== EXERCISE AIM ==
Lines after the one containing "let n = node.borrow();" are to be omitted; print exactly each line from the start of the records up to and including it.

Collected data
[Start of Attachment]

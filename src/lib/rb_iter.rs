use std::fmt;
use std::marker::PhantomData;

use crate::rb_node::{key_of, parent_of, Color, Key, Link, Node};

/// Ascending iterator over the keys of a [`RedBlackTree`](crate::RedBlackTree).
pub struct Iter<'a> {
    stack: Vec<Link>,
    marker: PhantomData<&'a Node>,
}

impl<'a> Iter<'a> {
    pub(super) fn new(root: Option<Link>) -> Self {
        let mut iter = Iter {
            stack: Vec::new(),
            marker: PhantomData,
        };
        if let Some(r) = root {
            iter.push_leftmost(r);
        }
        iter
    }

    fn push_leftmost(&mut self, mut node: Link) {
        loop {
            let left = node.borrow().left.clone();
            self.stack.push(node);
            match left {
                Some(l) => node = l,
                None => break,
            }
        }
    }
}

impl<'a> Iterator for Iter<'a> {
    type Item = Key;

    fn next(&mut self) -> Option<Self::Item> {
        let node = self.stack.pop()?;
        let (key, right) = {
            let n = node.borrow();
            (n.key, n.right.clone())
        };
        if let Some(r) = right {
            self.push_leftmost(r);
        }
        Some(key)
    }
}

/// One node as seen by a breadth-first walk.
#[derive(Debug, Clone, Copy, PartialEq, Eq)]
pub struct NodeDescriptor {
    /// The node's key.
    pub key: Key,
    /// The node's color.
    pub color: Color,
    /// Key of the parent node, `None` for the root.
    pub parent: Option<Key>,
}

impl fmt::Display for NodeDescriptor {
    fn fmt(&self, f: &mut fmt::Formatter<'_>) -> fmt::Result {
        write!(f, "{}({}) parent: ", self.key, self.color)?;
        match self.parent {
            Some(p) => write!(f, "{}", p),
            None => f.write_str("none"),
        }
    }
}

/// Collects the tree level by level, each level ordered left to right.
pub(super) fn levels(root: Option<&Link>) -> Vec<Vec<NodeDescriptor>> {
    let mut result = Vec::new();
    let mut frontier: Vec<Link> = root.into_iter().cloned().collect();
    while !frontier.is_empty() {
        let mut next = Vec::with_capacity(frontier.len() * 2);
        let mut level = Vec::with_capacity(frontier.len());
        for link in &frontier {
            level.push(NodeDescriptor {
                key: key_of(link),
                color: link.borrow().color,
                parent: parent_of(link).as_ref().map(key_of),
            });
            let n = link.borrow();
            next.extend(n.left.clone());
            next.extend(n.right.clone());
        }
        result.push(level);
        frontier = next;
    }
    result
}

#[cfg(test)]
mod tests {
    use super::*;

    #[test]
    fn test_descriptor_display() {
        let root = NodeDescriptor {
            key: 6,
            color: Color::Black,
            parent: None,
        };
        let child = NodeDescriptor {
            key: 3,
            color: Color::Red,
            parent: Some(6),
        };
        assert_eq!(root.to_string(), "6(black) parent: none");
        assert_eq!(child.to_string(), "3(red) parent: 6");
    }

    #[test]
    fn test_empty() {
        assert_eq!(Iter::new(None).count(), 0);
        assert!(levels(None).is_empty());
    }
}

[End of Attachment]

== WRITTEN RESPONSE ==
filename src/lib/rb_iter.rs
use std::fmt;
use std::marker::PhantomData;

use crate::rb_node::{key_of, parent_of, Color, Key, Link, Node};

/// Ascending iterator over the keys of a [`RedBlackTree`](crate::RedBlackTree).
pub struct Iter<'a> {
    stack: Vec<Link>,
    marker: PhantomData<&'a Node>,
}

impl<'a> Iter<'a> {
    pub(super) fn new(root: Option<Link>) -> Self {
        let mut iter = Iter {
            stack: Vec::new(),
            marker: PhantomData,
        };
        if let Some(r) = root {
            iter.push_leftmost(r);
        }
        iter
    }

    fn push_leftmost(&mut self, mut node: Link) {
        loop {
            let left = node.borrow().left.clone();
            self.stack.push(node);
            match left {
                Some(l) => node = l,
                None => break,
            }
        }
    }
}

impl<'a> Iterator for Iter<'a> {
    type Item = Key;

    fn next(&mut self) -> Option<Self::Item> {
        let node = self.stack.pop()?;
        let (key, right) = {
            let n = node.borrow();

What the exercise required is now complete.